While exploring Japan with the two sisters, the tourist has the potential to fall in love with his guides. Depending on which districts in Tokyo the player guides the characters to go to in the first three days, routes became available that culminate in a kiss between the player and either Makoto or Akira.

Replaying the games allows players to see the main districts of Tokyo such as Akihabara, Shibuya, and Shinjuku in and a few other cities, such as Kyoto, Yokohama, and Kamakura.

==Development==
Takeuchi Hiroshi, also known as Bamboo, began working in the video game industry in 2000 and was a creative force at Japanese developer Overdrive. Patrick Galbraith described Bamboo as being dedicated to expanding the Japanese adult computer game market overseas. In 2008, Bamboo founded MangaGamer, a website Galbraith described as having a goal of making bishōjo games and Japanese adult games accessible to players around the world.
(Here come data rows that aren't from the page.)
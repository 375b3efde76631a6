//! # Connection state machine
//!
//! One [`Connection`] holds everything the stack's notification handlers and
//! the bridge's blocking operations share: the active peer handle, the
//! inbound FIFO, the `connected` / `awaiting-connect` flags and the
//! acknowledgement counter.
//!
//! ```text
//!            listen                 accepted
//!   Idle ───────────► Listening ─────────────► Connected
//!    │                    ▲                       │
//!    │ connect            │  remote close/reset   │ unexpected error
//!    ▼                    └───────────────────────┤
//! Connecting ──connected──► Connected             ▼
//!                                              Errored ──accept/connect──► …
//! ```
//!
//! Flags are single-word atomics so handlers never block on a lock the
//! foreground code might hold across a suspension point. The peer slot and
//! the inbound buffer each sit behind their own short-lived mutex; neither is
//! ever held while calling into the stack, and neither is the mapping lock.

use std::fmt;
use std::sync::atomic::{AtomicBool, AtomicU64, AtomicU8, AtomicUsize, Ordering};
use std::sync::{Arc, Mutex, MutexGuard};
use std::time::Duration;

use bytes::{Buf, BytesMut};
use log::{debug, error, info, trace, warn};
use serde::{Deserialize, Serialize};
use tokio::sync::Notify;
use tokio::time::Instant;

use crate::stack::{EventCallback, NetworkStack, PeerHandle, StackError, StackEvent};

/// Re-check interval of every blocking wait
pub const WAIT_QUANTUM: Duration = Duration::from_millis(1);

/// What to do when an inbound segment does not fit the buffer
#[derive(Debug, Clone, Copy, PartialEq, Eq, Default, Serialize, Deserialize)]
#[serde(rename_all = "snake_case")]
pub enum OverflowPolicy {
    /// Abort the connection and fail the next receive with `BufferOverflow`
    #[default]
    Disconnect,
    /// Keep what fits, drop the rest and carry on
    Truncate,
}

/// Lifecycle state of a connection
#[derive(Debug, Clone, Copy, PartialEq, Eq)]
#[repr(u8)]
pub enum ConnectionState {
    Idle = 0,
    Listening = 1,
    Connecting = 2,
    Connected = 3,
    Closing = 4,
    Errored = 5,
}

impl ConnectionState {
    fn from_u8(value: u8) -> Self {
        match value {
            1 => ConnectionState::Listening,
            2 => ConnectionState::Connecting,
            3 => ConnectionState::Connected,
            4 => ConnectionState::Closing,
            5 => ConnectionState::Errored,
            _ => ConnectionState::Idle,
        }
    }
}

impl fmt::Display for ConnectionState {
    fn fmt(&self, f: &mut fmt::Formatter<'_>) -> fmt::Result {
        let name = match self {
            ConnectionState::Idle => "idle",
            ConnectionState::Listening => "listening",
            ConnectionState::Connecting => "connecting",
            ConnectionState::Connected => "connected",
            ConnectionState::Closing => "closing",
            ConnectionState::Errored => "errored",
        };
        f.write_str(name)
    }
}

/// Fixed-capacity FIFO filled by receive notifications
#[derive(Debug)]
pub struct InboundBuffer {
    data: BytesMut,
    capacity: usize,
    overflow: Option<usize>,
}

impl InboundBuffer {
    pub fn with_capacity(capacity: usize) -> Self {
        Self {
            data: BytesMut::with_capacity(capacity),
            capacity,
            overflow: None,
        }
    }

    pub fn len(&self) -> usize {
        self.data.len()
    }

    pub fn is_empty(&self) -> bool {
        self.data.is_empty()
    }

    pub fn capacity(&self) -> usize {
        self.capacity
    }

    /// Append as much of `chunk` as fits; returns the number of bytes dropped
    pub fn append(&mut self, chunk: &[u8]) -> usize {
        let room = self.capacity - self.data.len();
        let taken = chunk.len().min(room);
        self.data.extend_from_slice(&chunk[..taken]);
        chunk.len() - taken
    }

    /// Move the oldest bytes into `out`; returns how many were copied
    pub fn drain_into(&mut self, out: &mut [u8]) -> usize {
        let n = out.len().min(self.data.len());
        out[..n].copy_from_slice(&self.data[..n]);
        self.data.advance(n);
        n
    }

    /// Discard everything; returns the number of bytes discarded
    pub fn clear(&mut self) -> usize {
        let n = self.data.len();
        self.data.clear();
        n
    }
}
use std::path::PathBuf;

use formscope_analysis::substitution::{SubstitutionEvent, scan_substitutions};
use formscope_tracking::TeamSide;
use serde::Serialize;
use tracing::info;

use crate::{
    command::MatchInputArg,
    util::{self, Output},
};

#[derive(Debug, Clone, clap::Args)]
pub(crate) struct SubstitutionsArg {
    #[clap(flatten)]
    input: MatchInputArg,
    /// Inspect every N-th frame
    #[arg(long, default_value_t = 25)]
    stride: usize,
    /// Also write the events as JSON to this file
    #[arg(long)]
    output: Option<PathBuf>,
}

#[derive(Debug, Serialize)]
struct TeamSubstitutions {
    team: TeamSide,
    events: Vec<SubstitutionEvent>,
}

pub(crate) fn run(arg: &SubstitutionsArg) -> anyhow::Result<()> {
    anyhow::ensure!(arg.stride > 0, "--stride must be at least 1");
    let data = util::load_match(&arg.input)?;

    let teams = TeamSide::ALL.map(|team| TeamSubstitutions {
        team,
        events: scan_substitutions(&data.frames, team, arg.stride),
    });

    for TeamSubstitutions { team, events } in &teams {
        info!(%team, count = events.len(), "substitutions found");
        for event in events {
            println!(
                "{team} {:>3}' {:>4.1}s  frame {:>7}  off {:?}  on {:?}",
                event.match_minute(),
                event.second(),
                event.frame_index,
                event.players_off,
                event.players_on,
            );
        }
    }

    if let Some(path) = arg.output.as_deref() {
        Output::save_json(&teams, Some(path))?;
    }
    Ok(())
}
Overdrive developed Go! Go! Nippon!: My First Trip to Japan, while the game was published by MangaGamer. The game features mechanics of Overdrive's other adult computer games, such as interacting with cute girls while reading text and making choices. Bamboo produced Go! Go! Nippon!. The game does not feature voice acting in an effort to keep production costs low. A number of the backgrounds in the game were reused from Overdrive's earlier visual novel Kirakira (2007).

==Release==
Go! Go! Nippon! was released on September 30, 2011, for various Microsoft Windows-based personal computers. By October, the publisher MangaGamer said that the game was not selling that well, while they still had better hopes for it over an extended period.

In 2011, John Pickett of MangaGamer discussed the difficulties of making visual novels successful beyond their niche audience to Western markets. He said that finding content without anime-style artwork was "very difficult". He said that while there were "countless" visual novels released for the PlayStation Portable and PlayStation 3 in Japan, digital distribution services like the PlayStation Network and Valve's Steam service, as it was "extremely difficult" to release visual novels in the West as they were not considered games.

In 2012, Steam introduced its greenlight process, a new initiative where Steam users are allowed to vote for games they would like to see made available on the service. In 2014, Pickett said it took Go! Go! Nippon! a year to be accepted by Steam's greenlight process. Following the games release on Steam, the game saw what Pete Davidson of USGamer described as a "a sharp uptake in sales". Davidson said these initial sales of 10,000 copies in January 2014
were "nothing compared to the triple-A titles of the world -- but it's a big success for a visual novel" and signaled it as a sign for the small audience for visual novels on mainstream storefronts. Following the sales of Go! Go! Nippon! and Higurashi When They Cry from MangaGamer, Pickett said that Valve had become more open to releasing visual novels through their platform. By October 2014, Go! Go! Nippon! had sold over 30,000 copies.

==Reception==
Reviews for Go! Go! Nippon!s release commented on the characters, the narrative and how useful it was as a guide to Japan for tourists.
A reviewer for Siliconera found the protagonist was too full of contradictions, being written as both obsessed with Japan while also being unfamiliar with their public transport or 24-hour convenience stores.
The reviewer also found the romantic nature of the game lacked depth for the amount of gameplay spent with them, and kept hoping it would focus more on exploring Japan. Andrew Barker of RPGFan found the story to be simple with cliché dialogue with enough cute moments peppered in, along with ones he described as "a little cringe-worthy." The Siliconera reviewer said the game was short and offered little in replay value.

Both reviewers found the game useful as a virtual guide of Japan, detailing the history of areas to day-to-day life items such as Suica cards as enjoyable. Barker complimented that the in-game text was featured in both Japanese and English, which was perfect for players trying to learn Japanese. The reviewer from Siliconera summarized that audiences looking for a guide would likely be put off by the romance plot of the game, while audiences for visual novels with depth in the character would find it lacking.